En la vida de Ariel Roth (Pablo Cerda) hay pocas cosas que importan y su novia Claudia (Francisca Lewin) no está entre las prioridades. Su profesión de diseñador tampoco lo motiva mucho y lo único que lava su cerebro y corazón es más bien su placer onanista de ver películas. Desde las 12 de la noche hasta primeras horas de la madrugada, Ariel construye un refugio donde el cine que compulsivamente ha descargado de Internet es el medio, la promesa, la satisfacción y el fin.

El segundo largometraje de Alberto Fuguet también podría llamarse como uno de sus libros (Las películas de mi vida), si es que no fuera porque el protagonista experimenta tantas o mayores intensidades con otra práctica que también es extra-laboral: andar en bicicleta. La manía de Ariel por recorrer las calles de Santiago en su vehículo le da también cierto sentido estético a Velódromo, donde otra vez las calles de la capital son protagonistas de la escena.

Ariel es un hombre que transita por aquel territorio de definiciones conocido como la medianía de los 30 años. Su último amigo lo deja a un lado para casarse y construir una existencia "normal". Su novia (una atractiva chica que ya quisieran sus cercanos) es objeto de su indiferencia. Cualquier oferta de trabajo que le llegue a la mesa es reducida a la mofa por el espíritu de rebelde sin causa de Ariel, quien vestido internamente como un Peter Pan del siglo XXI no quiere crecer.

Los únicos seres que conecten con Ariel en la eterna fuga de sus responsabilidades son otros singulares marginales, destacando un profesor de artes marciales que se hace llamar Danko (Lalo Prieto) y que esconde un alma apacible tras una apariencia ruda. Danko y su esposa son lo más cercano a una familia que Ariel pudiera tener. El carácter llano y la sinceridad implacable de este hombre son el único cable a tierra de Ariel, quien muchas veces pareciera no soportarse ni siquiera a sí mismo.

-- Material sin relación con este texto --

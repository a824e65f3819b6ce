//! Shared types for the roster console
//!
//! Record models, identifiers and page envelopes exchanged with the
//! remote collection service.

pub mod id;
pub mod models;
pub mod page;
pub mod util;

// Re-exports
pub use id::RecordId;
pub use models::{Department, DepartmentPayload, Employee, EmployeePayload, Record};
pub use page::Page;
pub use serde::{Deserialize, Serialize};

Tal como en su primera cinta, Se arrienda, Fuguet opta por los personajes sin norte, cansados de su entorno, algo aburridos de sí mismos y anhelantes de algo que ni ellos mismos alcanzan a comprender. Estas características le dan un raro sabor existencial a sus películas, con seres que de tanto estar incómodos en todas partes se transforman en alienígenas de su propia ciudad. Hay que reconocerle al escritor-director ser fiel a este tipo humano correspondiente a los niños mimados y enojados. Es un carácter con el cual en ocasiones es difícil empatizar y tal vez sea mejor tarea para un psiquiatra especializado en la crisis masculina treinteañera.

Velódromo supone, en cualquier caso, un paso adelante del director en comparación a Se arrienda, que quiso abarcar mucho, a una generación entera, y con frecuencia se quedó en la anécdota. Esta película tiene la ventaja de aplicar sus energías a pocos personajes y de hacerlos andar con cariño. Pero subsisten taras: algunos roles, como el del primo, están muy poco desarrollados; la historia se extiende más de la cuenta; la continuidad es discutible; a veces sobran palabras y falta mayor confianza en el poder expresivo de las imágenes. La cámara del realizador muestra a Ariel deambulando una y otra vez por Santiago, rezumando rencor, frustración y ansiedad. A veces uno comparte estos sentimientos. En otros momentos, uno quisiera golpearlo. Pero jamás hay indiferencia. Debe ser porque en Velódromo Fuguet ha dado con un personaje (no con una maqueta) que es capaz de inspirar o de interpelar.